The decision by General Motors to prune the Oldsmobile brand was the right thing to do. But it is wrong to prolong the anguish by phasing it out. GM must develop a plan for the end, one that has a firm schedule and a hard-and-fast deadline. And GM needs to do it soon.
There is just too much at stake for too many people to let the end of Oldsmobile drag.
There are 2,800 dealers with tens of thousands of loyal employees - not to mention employees of GM - who need to get on with their lives and businesses. And don't forget the suppliers and customers who have supported the brand.
All of these loyal stakeholders in the Oldsmobile brand know the end is coming, and to forestall the obvious is unfair and disrespectful. Most have been patient, but delaying the inevitable will damage relationships that need to outlive Oldsmobile.

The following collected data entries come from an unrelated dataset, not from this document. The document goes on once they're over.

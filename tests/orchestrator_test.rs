//! End-to-end tests for the orchestrator loop.
//!
//! File system events are injected through `ManualBackend` and the loop is
//! driven with `drain()`, so every assertion sees a settled state.

use std::fs;
use std::path::{Path, PathBuf};
use std::sync::Arc;

use rapture_lint::watcher::RawEventKind;
use rapture_lint::{
    BufferId, JsonEngine, ManualBackend, MemorySink, Orchestrator, OrchestratorHandle,
    ReconcileError, Settings, json_rules,
};
use tempfile::TempDir;
use tokio::sync::mpsc;

const CONFIG: &str = r#"{ "sessions": [ { "id": "A", "rules": [ { "pattern": "**/*.json", "rule": "json" } ] } ] }"#;

struct Harness {
    dir: TempDir,
    backend: ManualBackend,
    sink: Arc<MemorySink>,
    orchestrator: Orchestrator,
    handle: OrchestratorHandle,
    fatal: mpsc::UnboundedReceiver<ReconcileError>,
}

impl Harness {
    fn new() -> Self {
        Self::with_debounce(0)
    }

    fn with_debounce(debounce_ms: u64) -> Self {
        let dir = TempDir::new().unwrap();
        let backend = ManualBackend::new();
        let sink = Arc::new(MemorySink::new());
        let (fatal_tx, fatal) = mpsc::unbounded_channel();

        let (orchestrator, handle) = Orchestrator::builder()
            .settings(Settings {
                debounce_ms,
                ..Settings::default()
            })
            .engine(Arc::new(JsonEngine::new()))
            .resolver(Arc::new(json_rules()))
            .sink(sink.clone())
            .backend(Arc::new(backend.clone()))
            .fatal_errors(fatal_tx)
            .build()
            .unwrap();

        Self {
            dir,
            backend,
            sink,
            orchestrator,
            handle,
            fatal,
        }
    }

    fn root(&self) -> PathBuf {
        self.dir.path().to_path_buf()
    }

    fn path(&self, relative: &str) -> PathBuf {
        self.dir.path().join(relative)
    }

    /// Write a file and report it to the watchers.
    fn write(&self, relative: &str, content: &str) -> PathBuf {
        let path = self.path(relative);
        let existed = path.exists();
        if let Some(parent) = path.parent() {
            fs::create_dir_all(parent).unwrap();
        }
        fs::write(&path, content).unwrap();
        let kind = if existed {
            RawEventKind::Changed
        } else {
            RawEventKind::Added
        };
        self.backend.emit(&path, kind);
        path
    }

    fn remove(&self, relative: &str) -> PathBuf {
        let path = self.path(relative);
        fs::remove_file(&path).unwrap();
        self.backend.emit(&path, RawEventKind::Removed);
        path
    }

    async fn settle(&mut self) {
        self.orchestrator.drain().await;
    }

    fn message_count(&self, path: &Path) -> Option<usize> {
        self.sink.messages(path).map(|messages| messages.len())
    }

    fn context_count(&self, root: &Path) -> usize {
        let registry = self
            .orchestrator
            .manager()
            .project(root)
            .unwrap()
            .registry();
        registry
            .session_keys()
            .into_iter()
            .filter_map(|key| registry.session(key))
            .map(|session| session.context_count())
            .sum()
    }

    fn session_count(&self, root: &Path) -> usize {
        self.orchestrator
            .manager()
            .project(root)
            .unwrap()
            .registry()
            .session_count()
    }
}

#[tokio::test]
async fn test_activation_validates_and_deactivation_clears() {
    let mut h = Harness::new();
    fs::write(h.path(".rapturelintrc"), CONFIG).unwrap();
    let good = h.path("good.json");
    let bad = h.path("nested/bad.json");
    fs::write(&good, "{}").unwrap();
    fs::create_dir_all(h.path("nested")).unwrap();
    fs::write(&bad, "{").unwrap();

    h.handle.set_project_paths([h.root()]).unwrap();
    h.settle().await;

    assert_eq!(h.orchestrator.manager().project_count(), 1);
    assert_eq!(h.message_count(&good), Some(0));
    assert_eq!(h.message_count(&bad), Some(1));
    assert_eq!(h.context_count(&h.root()), 2);
    // Config watcher plus one file watcher
    assert_eq!(h.backend.active_count(), 2);

    h.handle.set_project_paths(Vec::<PathBuf>::new()).unwrap();
    h.settle().await;

    assert_eq!(h.orchestrator.manager().project_count(), 0);
    assert_eq!(h.message_count(&bad), Some(0));
    assert_eq!(h.backend.active_count(), 0);
}

#[tokio::test]
async fn test_created_file_is_validated_once() {
    let mut h = Harness::new();
    fs::write(h.path(".rapturelintrc"), CONFIG).unwrap();
    h.handle.set_project_paths([h.root()]).unwrap();
    h.settle().await;
    assert_eq!(h.context_count(&h.root()), 0);

    let created = h.write("fresh.json", "[1, 2");
    h.settle().await;

    assert_eq!(h.context_count(&h.root()), 1);
    assert_eq!(h.sink.calls_for(&created).len(), 1);
    assert_eq!(h.message_count(&created), Some(1));

    h.write("fresh.json", "[1, 2]");
    h.settle().await;
    assert_eq!(h.message_count(&created), Some(0));

    h.remove("fresh.json");
    h.settle().await;
    assert_eq!(h.context_count(&h.root()), 0);
    assert_eq!(h.message_count(&created), Some(0));
}

#[tokio::test]
async fn test_non_matching_files_are_ignored() {
    let mut h = Harness::new();
    fs::write(h.path(".rapturelintrc"), CONFIG).unwrap();
    h.handle.set_project_paths([h.root()]).unwrap();
    h.settle().await;

    let notes = h.write("notes.txt", "{");
    h.settle().await;

    assert!(h.sink.calls_for(&notes).is_empty());
    assert_eq!(h.context_count(&h.root()), 0);
}

#[tokio::test]
async fn test_changes_wait_for_the_debounce_window() {
    let mut h = Harness::with_debounce(30);
    fs::write(h.path(".rapturelintrc"), CONFIG).unwrap();
    h.handle.set_project_paths([h.root()]).unwrap();
    h.settle().await;

    let created = h.write("late.json", "{");
    h.backend.emit(&created, RawEventKind::Changed);
    h.settle().await;
    assert!(h.sink.calls_for(&created).is_empty());

    tokio::time::sleep(std::time::Duration::from_millis(60)).await;
    h.settle().await;
    assert_eq!(h.sink.calls_for(&created).len(), 1);
    assert_eq!(h.message_count(&created), Some(1));
}

#[tokio::test]
async fn test_editor_buffer_wins_over_disk_until_closed() {
    let mut h = Harness::new();
    fs::write(h.path(".rapturelintrc"), CONFIG).unwrap();
    let good = h.path("good.json");
    fs::write(&good, "{}").unwrap();
    h.handle.set_project_paths([h.root()]).unwrap();
    h.settle().await;
    assert_eq!(h.message_count(&good), Some(0));

    let buffer = BufferId(1);
    h.handle.open_buffer(buffer, Some(good.clone()), "{").unwrap();
    h.settle().await;
    assert_eq!(h.message_count(&good), Some(1));

    // Disk changes while the buffer is open do not reach the session
    h.write("good.json", "[1]");
    h.settle().await;
    assert_eq!(h.message_count(&good), Some(1));

    h.handle.change_buffer_text(buffer, r#"{ "a": 1 }"#).unwrap();
    h.settle().await;
    assert_eq!(h.message_count(&good), Some(0));

    h.handle.change_buffer_text(buffer, "{").unwrap();
    h.settle().await;
    assert_eq!(h.message_count(&good), Some(1));

    // Closing hands the path back to the latest disk content
    h.handle.close_buffer(buffer).unwrap();
    h.settle().await;
    assert_eq!(h.message_count(&good), Some(0));
    assert_eq!(h.context_count(&h.root()), 1);
    assert!(h.fatal.try_recv().is_err());
}
//! Project Manager: the tracked project set and everything it owns.

use std::path::{Path, PathBuf};
use std::sync::Arc;

use indexmap::{IndexMap, IndexSet};

use super::editor::{EditorEvent, EditorSynchronizer};
use super::registry::{SessionRegistry, WatchContext};
use super::{EventForwarder, ProjectEvent, ProjectId, SessionKey, normalize_path};
use crate::config::Settings;
use crate::configuration::Configuration;
use crate::engine::{RuleEngine, RuleResolver};
use crate::error::ReconcileError;
use crate::sink::IssueSink;
use crate::watcher::{ConfigWatcher, FileContent, RawEvent, WatchId};

/// One open project root.
pub struct Project {
    id: ProjectId,
    root: PathBuf,
    config_watcher: ConfigWatcher,
    config: Option<Arc<Configuration>>,
    registry: SessionRegistry,
}

impl Project {
    pub fn id(&self) -> ProjectId {
        self.id
    }

    pub fn root(&self) -> &Path {
        &self.root
    }

    /// Configuration the registry was last built from.
    pub fn config(&self) -> Option<&Arc<Configuration>> {
        self.config.as_ref()
    }

    pub fn config_watcher(&self) -> &ConfigWatcher {
        &self.config_watcher
    }

    pub fn registry(&self) -> &SessionRegistry {
        &self.registry
    }

    /// Config Watcher first, then the registry contents.
    fn dispose(&mut self) -> Vec<SessionKey> {
        self.config_watcher.dispose();
        self.config = None;
        self.registry.teardown()
    }
}

pub struct ProjectManager {
    config_file_name: String,
    engine: Arc<dyn RuleEngine>,
    resolver: Arc<dyn RuleResolver>,
    sink: Arc<dyn IssueSink>,
    watch: WatchContext,
    forwarder: EventForwarder,
    projects: IndexMap<PathBuf, Project>,
    editors: EditorSynchronizer,
}

impl ProjectManager {
    pub fn new(
        settings: &Settings,
        engine: Arc<dyn RuleEngine>,
        resolver: Arc<dyn RuleResolver>,
        sink: Arc<dyn IssueSink>,
        watch: WatchContext,
        forwarder: EventForwarder,
    ) -> Self {
        Self {
            config_file_name: settings.config_file_name.clone(),
            engine,
            resolver,
            sink,
            watch,
            forwarder,
            projects: IndexMap::new(),
            editors: EditorSynchronizer::new(),
        }
    }

    pub fn project_count(&self) -> usize {
        self.projects.len()
    }

    /// Tracked roots in creation order.
    pub fn project_roots(&self) -> Vec<PathBuf> {
        self.projects.keys().cloned().collect()
    }

    pub fn project(&self, root: &Path) -> Option<&Project> {
        self.projects.get(&normalize_path(root.to_path_buf()))
    }

    pub fn projects(&self) -> impl Iterator<Item = &Project> {
        self.projects.values()
    }

    pub fn editors(&self) -> &EditorSynchronizer {
        &self.editors
    }

    /// Replace the tracked project set. Roots present before and after are
    /// left untouched.
    pub async fn set_project_paths(&mut self, paths: impl IntoIterator<Item = PathBuf>) {
        let wanted: IndexSet<PathBuf> = paths.into_iter().map(normalize_path).collect();

        let stale: Vec<PathBuf> = self
            .projects
            .keys()
            .filter(|root| !wanted.contains(*root))
            .cloned()
            .collect();
        for root in stale {
            if let Some(mut project) = self.projects.shift_remove(&root) {
                let keys = project.dispose();
                self.editors.forget_sessions(&keys);
                crate::log_event!("projects", "removed", "{}", root.display());
            }
        }

        for root in wanted {
            if !self.projects.contains_key(&root) {
                self.add_project(root).await;
            }
        }
    }

    async fn add_project(&mut self, root: PathBuf) {
        let id = ProjectId::next();
        let mut config_watcher = match ConfigWatcher::watch(
            &root,
            &self.config_file_name,
            Arc::clone(&self.resolver),
            self.watch.backend.as_ref(),
            &self.watch.raw_events,
        )
        .await
        {
            Ok(watcher) => watcher,
            Err(e) => {
                tracing::warn!("[projects] cannot track {}: {e}", root.display());
                return;
            }
        };

        let forwarder = self.forwarder.clone();
        config_watcher.on_update(move |config| {
            forwarder.send(ProjectEvent::Config {
                project: id,
                config: config.cloned(),
            })
        });

        let registry = SessionRegistry::new(
            id,
            root.clone(),
            Arc::clone(&self.engine),
            Arc::clone(&self.sink),
        );
        crate::log_event!("projects", "added", "{id} {}", root.display());
        self.projects.insert(
            root.clone(),
            Project {
                id,
                root,
                config_watcher,
                config: None,
                registry,
            },
        );
    }

    /// Rebuild a project's registry for a newly published configuration.
    pub async fn apply_config(
        &mut self,
        project: ProjectId,
        config: Option<Arc<Configuration>>,
    ) -> Result<(), ReconcileError> {
        let Some(project) = self.projects.values_mut().find(|p| p.id == project) else {
            crate::debug_event!("projects", "stale config", "{project}");
            return Ok(());
        };

        let unchanged = match (&project.config, &config) {
            (None, None) => true,
            (Some(current), Some(next)) => Arc::ptr_eq(current, next),
            _ => false,
        };
        if unchanged {
            return Ok(());
        }

        project.config = config.clone();
        let keys = project.registry.teardown();
        self.editors.forget_sessions(&keys);

        match config {
            Some(config) => {
                project
                    .registry
                    .build(&config, &self.watch, &self.forwarder)
                    .await;
                self.editors.claim_globs(&mut project.registry)
            }
            None => {
                crate::log_event!("projects", "no configuration", "{}", project.root.display());
                Ok(())
            }
        }
    }

    /// Route one File Watcher update to its project.
    pub fn apply_file_update(
        &mut self,
        project: ProjectId,
        watch: WatchId,
        path: &Path,
        content: &FileContent,
    ) {
        match self.projects.values_mut().find(|p| p.id == project) {
            Some(project) => {
                project
                    .registry
                    .apply_file_update(watch, path, content, &self.editors)
            }
            None => crate::debug_event!("projects", "stale update", "{project} {}", path.display()),
        }
    }

    /// Route one raw file system event to the watcher that registered it.
    pub async fn handle_raw_event(&mut self, event: RawEvent) {
        for project in self.projects.values_mut() {
            if project.config_watcher.id() == event.watch {
                project.config_watcher.handle(event).await;
                return;
            }
            if let Some(watcher) = project.registry.watcher_mut(event.watch) {
                watcher.handle(event).await;
                return;
            }
        }
        crate::debug_event!("projects", "stale event", "{} {}", event.watch, event.path.display());
    }

    /// Apply one host editor event across every project.
    pub fn handle_editor_event(&mut self, event: EditorEvent) -> Result<(), ReconcileError> {
        let event = match event {
            EditorEvent::Opened { buffer, path, text } => EditorEvent::Opened {
                buffer,
                path: path.map(normalize_path),
                text,
            },
            EditorEvent::PathChanged { buffer, path } => EditorEvent::PathChanged {
                buffer,
                path: path.map(normalize_path),
            },
            other => other,
        };

        let mut registries: Vec<&mut SessionRegistry> = self
            .projects
            .values_mut()
            .map(|project| &mut project.registry)
            .collect();
        self.editors.handle(event, &mut registries)
    }

    /// Dispose every project in reverse creation order, then release all
    /// editor contexts. Idempotent.
    pub fn shutdown(&mut self) {
        while let Some((root, mut project)) = self.projects.pop() {
            project.dispose();
            crate::debug_event!("projects", "disposed", "{}", root.display());
        }
        self.editors.release_all();
    }
}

The orphan syndrome has begun. Special incentives will only make it painfully clear that the products are damaged goods - and that's too bad, now that Oldsmobile has a decent lineup. But sometimes good products aren't enough, particularly if they are in overcrowded segments and carry a brand name that has been starved half to death.
Any marketing money spent now will amount to artificial life support. With GM's share of the U.S. light-vehicle market hovering near 28 percent, those funds ought to be invested in brands with a longer life expectancy.
Rick Wagoner's cost-cutting moves make sense. But they need to be executed more quickly. This is not the time to play Generous Motors by trying to extend a spent life. It is more practical and merciful to end it quickly.
Face it, the Oldsmobile brand is dead. It's time to bury it.